I think the Symbol has the sidebench and so only has one forward facing seat in the rear - no good for the kids!

Thanks anyway

Matt


----------



## maggielou (Mar 25, 2008)

:lol:


----------



## maggielou (Mar 25, 2008)

Hi Matt,

Have you tried these sites. Ebay. No don't shy away. I have just bought an a/s devon special in excellent condition inside and out with only 11200 miles on the clock. An oil and filter change at under 5000 miles and a full service at under 10000 miles plus a full habitation service last Sept.
I paid about £4000 below dealer prices but had to travel to Devon.
Went down alone on the train and drove the van home.

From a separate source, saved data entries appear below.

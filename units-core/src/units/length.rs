//! Length and area units.
//!
//! The canonical scaling unit is the metre. International (1959) definitions are used for the plain customary
//! names; the US survey and older British (imperial) variants live under their own prefixes because the locality
//! modifiers of the parser select between them (`ft_us`, `ft_br`, …).

use super::si::{CM, M};
use crate::PreciseUnit;
use core::f64::consts::PI;

// ─────────────────────────────────────────────────────────────────────────────
// International customary
// ─────────────────────────────────────────────────────────────────────────────

/// International inch, exactly 2.54 cm.
pub const IN: PreciseUnit = CM.scaled(2.54);
/// International foot.
pub const FT: PreciseUnit = IN.scaled(12.0);
/// International yard.
pub const YD: PreciseUnit = FT.scaled(3.0);
/// International (statute) mile.
pub const MILE: PreciseUnit = FT.scaled(5280.0);
/// International mil (thousandth of an inch).
pub const MIL: PreciseUnit = IN.scaled(0.001);
/// Circular mil.
pub const CIRC_MIL: PreciseUnit = MIL.pow(2).scaled(PI / 4.0);
/// Hand (4 in).
pub const HAND: PreciseUnit = IN.scaled(4.0);
/// League (3 mi).
pub const LEAGUE: PreciseUnit = MILE.scaled(3.0);

// ─────────────────────────────────────────────────────────────────────────────
// US survey
// ─────────────────────────────────────────────────────────────────────────────

/// US survey foot, 1200/3937 m.
pub const US_FOOT: PreciseUnit = M.scaled(1200.0 / 3937.0);
/// US survey inch.
pub const US_INCH: PreciseUnit = US_FOOT.scaled(1.0 / 12.0);
/// US survey yard.
pub const US_YARD: PreciseUnit = US_FOOT.scaled(3.0);
/// US survey mile.
pub const US_MILE: PreciseUnit = US_FOOT.scaled(5280.0);
/// US survey rod.
pub const US_ROD: PreciseUnit = US_FOOT.scaled(16.5);
/// Gunter's chain.
pub const US_CHAIN: PreciseUnit = US_FOOT.scaled(66.0);
/// Link of a Gunter's chain.
pub const US_LINK: PreciseUnit = US_CHAIN.scaled(0.01);
/// Furlong.
pub const US_FURLONG: PreciseUnit = US_FOOT.scaled(660.0);
/// US mil.
pub const US_MIL: PreciseUnit = US_INCH.scaled(0.001);
/// Ramsden's (engineer's) chain.
pub const ENGINEERS_CHAIN: PreciseUnit = US_FOOT.scaled(100.0);
/// Link of an engineer's chain.
pub const ENGINEERS_LINK: PreciseUnit = US_FOOT;

// ─────────────────────────────────────────────────────────────────────────────
// British imperial (pre-1959 standards)
// ─────────────────────────────────────────────────────────────────────────────

/// British inch.
pub const IMP_INCH: PreciseUnit = CM.scaled(2.539998);
/// British foot.
pub const IMP_FOOT: PreciseUnit = IMP_INCH.scaled(12.0);
/// British yard.
pub const IMP_YARD: PreciseUnit = IMP_FOOT.scaled(3.0);
/// British rod.
pub const IMP_ROD: PreciseUnit = IMP_FOOT.scaled(16.5);
/// British chain.
pub const IMP_CHAIN: PreciseUnit = IMP_FOOT.scaled(66.0);
/// British link.
pub const IMP_LINK: PreciseUnit = IMP_CHAIN.scaled(0.01);
/// British mile.
pub const IMP_MILE: PreciseUnit = IMP_FOOT.scaled(5280.0);
/// British pace.
pub const IMP_PACE: PreciseUnit = IMP_FOOT.scaled(2.5);
/// British nautical mile.
pub const IMP_NAUTICAL_MILE: PreciseUnit = IMP_FOOT.scaled(6080.0);
/// Barleycorn (a third of an inch).
pub const BARLEYCORN: PreciseUnit = IMP_INCH.scaled(1.0 / 3.0);
/// Thou.
pub const THOU: PreciseUnit = IMP_INCH.scaled(0.001);

// ─────────────────────────────────────────────────────────────────────────────
// Nautical and astronomical
// ─────────────────────────────────────────────────────────────────────────────

/// International nautical mile.
pub const NAUTICAL_MILE: PreciseUnit = M.scaled(1852.0);
/// Nautical league.
pub const NAUTICAL_LEAGUE: PreciseUnit = NAUTICAL_MILE.scaled(3.0);
/// Fathom (6 ft).
pub const FATHOM: PreciseUnit = FT.scaled(6.0);
/// Astronomical unit (IAU 2012).
pub const AU: PreciseUnit = M.scaled(149_597_870_700.0);
/// Light year (Julian year).
pub const LY: PreciseUnit = M.scaled(9.460_730_472_580_8e15);
/// Parsec.
pub const PARSEC: PreciseUnit = AU.scaled(648_000.0 / PI);
/// Ångström.
pub const ANGSTROM: PreciseUnit = M.scaled(1e-10);
/// X unit.
pub const XU: PreciseUnit = M.scaled(1.0021e-13);

// ─────────────────────────────────────────────────────────────────────────────
// Historical and regional
// ─────────────────────────────────────────────────────────────────────────────

/// Cubit.
pub const CUBIT: PreciseUnit = M.scaled(0.4572);
/// Long cubit.
pub const LONG_CUBIT: PreciseUnit = M.scaled(0.5334);
/// US arpent.
pub const ARPENT_US: PreciseUnit = M.scaled(58.471_308);
/// French arpent.
pub const ARPENT_FR: PreciseUnit = M.scaled(71.465_85);
/// Japanese ken.
pub const KEN: PreciseUnit = M.scaled(1.82);
/// Chinese cun.
pub const CUN: PreciseUnit = M.scaled(1.0 / 30.0);
/// Chinese chi.
pub const CHI: PreciseUnit = M.scaled(1.0 / 3.0);
/// Chinese zhang.
pub const ZHANG: PreciseUnit = M.scaled(10.0 / 3.0);
/// Chinese li.
pub const LI: PreciseUnit = M.scaled(500.0);
/// Smoot.
pub const SMOOT: PreciseUnit = M.scaled(1.7018);

// ─────────────────────────────────────────────────────────────────────────────
// Typographic and textile
// ─────────────────────────────────────────────────────────────────────────────

/// American typographic point.
pub const POINT: PreciseUnit = IN.scaled(1.0 / 72.0);
/// American pica.
pub const PICA: PreciseUnit = POINT.scaled(12.0);
/// Line (1/12 in).
pub const LINE: PreciseUnit = IN.scaled(1.0 / 12.0);
/// Twip.
pub const TWIP: PreciseUnit = POINT.scaled(1.0 / 20.0);
/// Printer's point.
pub const PRINTERS_POINT: PreciseUnit = IN.scaled(0.013_837);
/// Printer's pica.
pub const PRINTERS_PICA: PreciseUnit = PRINTERS_POINT.scaled(12.0);
/// French pied.
pub const PIED: PreciseUnit = CM.scaled(32.48);
/// French pouce.
pub const POUCE: PreciseUnit = PIED.scaled(1.0 / 12.0);
/// French ligne.
pub const LIGNE: PreciseUnit = POUCE.scaled(1.0 / 12.0);
/// Didot point.
pub const DIDOT: PreciseUnit = LIGNE.scaled(1.0 / 6.0);
/// Cicero.
pub const CICERO: PreciseUnit = DIDOT.scaled(12.0);

// ─────────────────────────────────────────────────────────────────────────────
// Area
// ─────────────────────────────────────────────────────────────────────────────

/// US survey acre.
pub const ACRE: PreciseUnit = US_FOOT.pow(2).scaled(43_560.0);
/// International acre.
pub const IMP_ACRE: PreciseUnit = YD.pow(2).scaled(4840.0);
/// Are.
pub const ARE: PreciseUnit = M.pow(2).scaled(100.0);
/// Hectare.
pub const HECTARE: PreciseUnit = M.pow(2).scaled(10_000.0);
/// Barn.
pub const BARN: PreciseUnit = M.pow(2).scaled(1e-28);
/// US survey section (one square mile).
pub const SECTION: PreciseUnit = US_MILE.pow(2);
/// US survey township.
pub const TOWNSHIP: PreciseUnit = SECTION.scaled(36.0);
/// Homestead.
pub const HOMESTEAD: PreciseUnit = ACRE.scaled(160.0);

Preloved.co.uk. Usually a good selection. When looking for mine there was one with the layout you require, reg 2003 28000 miles for under £20000 on "On line motorhomes." There is also "motorhomes on line"
motorhomes4 you and selectacaravan. 
just google buy motorhomes for more.

if your budget demands a cheaper one David Fuller in Nottingham has a very good reputation and fairly well specialises in the smaller camper vans for prices ranging from £7000 to £17000

Hope this helps. Good luck in your search.


----------



## maggielou (Mar 25, 2008)

Hi

Symphony for sale on www.preloved.co.uk today
maggie


----------